Pero el acoso al aspirante Calonge, blandiendo lindezas como ésta, sólo servía para fortalecer al soriano, quien se afanaba en no contestar ni alterar al suboficial. Lo cual, claro está, sacaba de quicio al sargento Vázquez. Pero una noche de sábado, a Vázquez le había parecido bien venir bañado en coñac a ejercer el cumplimiento de un servicio de suboficial de cuartel, y muchos aspirantes se hallaban ausentes por el fin de semana. La retreta de aquel sábado se convirtió en la representación teatral rediviva de lo que venía ocurriendo en las últimas semanas. Los reclutas llevaban en formación varios minutos, a la espera de que Vázquez hiciera acto de presencia para comenzar la retreta. Por fin, abrió la puerta con violencia y salió. Con la garganta roja por las voces de mando y el alcohol, las palabras siseaban como lija gastada:

—¡Calonge, lea la Orden de mañana! ¡Salga de la fila!

Calonge sobrellevaba muy bien una leve tartamudez que atendía a la mala costumbre de acentuarse en momentos de nervios. Mientras intentaba recapacitar sobre la orden del sargento, éste le espetó:

—¿Es usted lerdo de nacimiento o es que va sujetando algo con el culo?

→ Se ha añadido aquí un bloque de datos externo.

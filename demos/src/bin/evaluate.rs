//! Dice validation of a segmentation model.
//!
//! Scores a [`PixelClassifier`] (optionally loaded from a Burn record) on a
//! folder dataset or on generated data, then prints the mean Dice score.

use std::path::{Path, PathBuf};

use anyhow::{anyhow, ensure, Context, Result};
use burn::{
    data::{
        dataloader::DataLoaderBuilder,
        dataset::{Dataset, InMemDataset},
    },
    prelude::*,
    record::{FullPrecisionSettings, NamedMpkFileRecorder},
    tensor::Distribution,
};
use clap::Parser;
use dice_eval_burn::{
    evaluate_with_summary, EvaluationSummary, FolderDataset, PixelClassifier,
    PixelClassifierConfig, SegmentationBatcher, SegmentationItem,
};
use dice_eval_demos::{
    common::{create_device, get_backend_name, HalfBackend, SelectedBackend, SelectedDevice},
    config::{EvaluateConfig, SyntheticConfig},
    SUPPORTS_HALF_PRECISION,
};
use tracing_subscriber::EnvFilter;

#[derive(Parser, Debug)]
#[command(author, version, about = "Score a segmentation model with the Dice coefficient", long_about = None)]
struct Args {
    /// JSON configuration file; command-line flags override its values
    #[arg(short, long)]
    config: Option<PathBuf>,

    /// Dataset root containing `imgs/` and `masks/`
    #[arg(short, long)]
    data_dir: Option<PathBuf>,

    /// Suffix that turns an image stem into its mask stem
    #[arg(long)]
    mask_suffix: Option<String>,

    /// Downscaling factor for images and masks
    #[arg(short, long)]
    scale: Option<f32>,

    /// Number of model output classes (1 for binary masks)
    #[arg(long)]
    classes: Option<usize>,

    #[arg(short, long)]
    batch_size: Option<usize>,

    /// Model weights saved as a named MessagePack record
    #[arg(short, long)]
    weights: Option<PathBuf>,

    /// Run inference in half precision where the backend supports it
    #[arg(long)]
    amp: bool,

    /// Evaluate on this many generated samples instead of a dataset
    #[arg(long)]
    synthetic: Option<usize>,

    /// Log a running score every N batches
    #[arg(long)]
    log_every: Option<usize>,

    /// Print the effective configuration as JSON and exit
    #[arg(long)]
    print_config: bool,
}

fn main() -> Result<()> {
    tracing_subscriber::fmt()
        .with_env_filter(
            EnvFilter::try_from_default_env().unwrap_or_else(|_| EnvFilter::new("info")),
        )
        .init();

    let args = Args::parse();
    let config = resolve_config(&args)?;

    if args.print_config {
        println!("{}", serde_json::to_string_pretty(&config)?);
        return Ok(());
    }

    let device = create_device();
    tracing::info!(backend = get_backend_name(), ?device, "selected backend");

    let summary = if config.evaluation.amp && SUPPORTS_HALF_PRECISION {
        run::<HalfBackend>(&config, &device)?
    } else {
        if config.evaluation.amp {
            tracing::warn!(
                backend = get_backend_name(),
                "half precision is not available on this backend, evaluating in f32"
            );
        }
        run::<SelectedBackend>(&config, &device)?
    };

    println!(
        "Validation Dice score: {:.4} ({} batches)",
        summary.score, summary.batches
    );
    Ok(())
}

fn resolve_config(args: &Args) -> Result<EvaluateConfig> {
    let mut config = match &args.config {
        Some(path) => {
            let text = std::fs::read_to_string(path)
                .with_context(|| format!("failed to read config {}", path.display()))?;
            serde_json::from_str(&text)
                .with_context(|| format!("failed to parse config {}", path.display()))?
        }
        None => EvaluateConfig::default(),
    };

    if let Some(data_dir) = &args.data_dir {
        config.data_dir = Some(data_dir.clone());
    }
    if let Some(mask_suffix) = &args.mask_suffix {
        config.mask_suffix = mask_suffix.clone();
    }
    if let Some(scale) = args.scale {
        config.scale = scale;
    }
    if let Some(classes) = args.classes {
        config.n_classes = classes;
    }
    if let Some(batch_size) = args.batch_size {
        config.batch_size = batch_size;
    }
    if let Some(weights) = &args.weights {
        config.weights = Some(weights.clone());
    }
    if let Some(samples) = args.synthetic {
        config.synthetic = Some(SyntheticConfig {
            samples,
            ..config.synthetic.unwrap_or_default()
        });
    }
    if let Some(log_every) = args.log_every {
        config.evaluation.log_every = log_every;
    }
    config.evaluation.amp |= args.amp;

    ensure!(config.batch_size > 0, "batch size must be positive");
    ensure!(config.n_classes > 0, "at least one class is required");
    Ok(config)
}

fn run<B: Backend<Device = SelectedDevice>>(
    config: &EvaluateConfig,
    device: &SelectedDevice,
) -> Result<EvaluationSummary> {
    let mut model = load_model::<B>(config, device)?;

    let dataset: Box<dyn Dataset<SegmentationItem<B>>> = match &config.synthetic {
        Some(synthetic) => Box::new(synthetic_dataset::<B>(config, synthetic, device)),
        None => {
            let root = config
                .data_dir
                .as_deref()
                .ok_or_else(|| anyhow!("no dataset directory given and no synthetic run requested"))?;
            let dataset = FolderDataset::<B>::new(root, &config.mask_suffix, config.scale, device)
                .with_context(|| format!("failed to index dataset {}", root.display()))?;
            Box::new(dataset)
        }
    };
    let samples = dataset.len();
    let mut evaluation = config.evaluation.clone();
    evaluation.expected_batches = Some(samples.div_ceil(config.batch_size));

    let loader = DataLoaderBuilder::new(SegmentationBatcher::<B>::new())
        .batch_size(config.batch_size)
        .num_workers(config.num_workers)
        .set_device(device.clone())
        .build(dataset);

    tracing::info!(samples, batch_size = config.batch_size, "starting validation");
    let summary = evaluate_with_summary(&mut model, loader.iter(), device, &evaluation)?;
    tracing::info!(score = summary.score, batches = summary.batches, "validation finished");

    Ok(summary)
}

fn load_model<B: Backend>(config: &EvaluateConfig, device: &B::Device) -> Result<PixelClassifier<B>> {
    let model = PixelClassifierConfig::new()
        .with_in_channels(config.in_channels)
        .with_n_classes(config.n_classes)
        .init::<B>(device)?;

    match &config.weights {
        Some(path) => load_weights(model, path, device),
        None => {
            tracing::warn!("no weights given, scoring a freshly initialised model");
            Ok(model)
        }
    }
}

fn load_weights<B: Backend>(
    model: PixelClassifier<B>,
    path: &Path,
    device: &B::Device,
) -> Result<PixelClassifier<B>> {
    let recorder = NamedMpkFileRecorder::<FullPrecisionSettings>::new();
    let model = model
        .load_file(path, &recorder, device)
        .map_err(|e| anyhow!("failed to load weights {}: {e:?}", path.display()))?;
    tracing::info!(path = %path.display(), "loaded weights");
    Ok(model)
}

fn synthetic_dataset<B: Backend>(
    config: &EvaluateConfig,
    synthetic: &SyntheticConfig,
    device: &B::Device,
) -> InMemDataset<SegmentationItem<B>> {
    // Binary masks still draw from {0, 1}.
    let label_count = config.n_classes.max(2) as f64;
    let items = (0..synthetic.samples)
        .map(|_| SegmentationItem {
            image: Tensor::random(
                [config.in_channels, synthetic.height, synthetic.width],
                Distribution::Normal(0.0, 1.0),
                device,
            ),
            mask: Tensor::<B, 2>::random(
                [synthetic.height, synthetic.width],
                Distribution::Uniform(0.0, label_count),
                device,
            )
            .int()
            .clamp(0, label_count as i64 - 1),
        })
        .collect();

    InMemDataset::new(items)
}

Después de leer la orden, Pedro esperó a que se le diera permiso para regresar a la formación. Pero la orden no llegaba y cometió el error de mirar al colérico Vázquez. Éste le sacudió con fuerza y lanzó al aspirante contra la fila. Vázquez sacó su arma reglamentaria esperando la reacción de Pedro Calonge y le apuntó a la cabeza. Los tres que se encontraban más cerca se apartaron.

—¡Sí! ¡Apártense!—gritó el suboficial.

—No se merecen tener a su lado a este maricón! ¿Qué pasa? ¿No se va a levantar el señor?

Al final, el suboficial canturreó con una vocecita que quiso ser aflautada, pero que en su infierno aguardentoso, sólo sirvió para hundir al sargento en un pozo ridículo— ¡Pero si va a ser que a esta rosita de Soria le gusta que le peguen!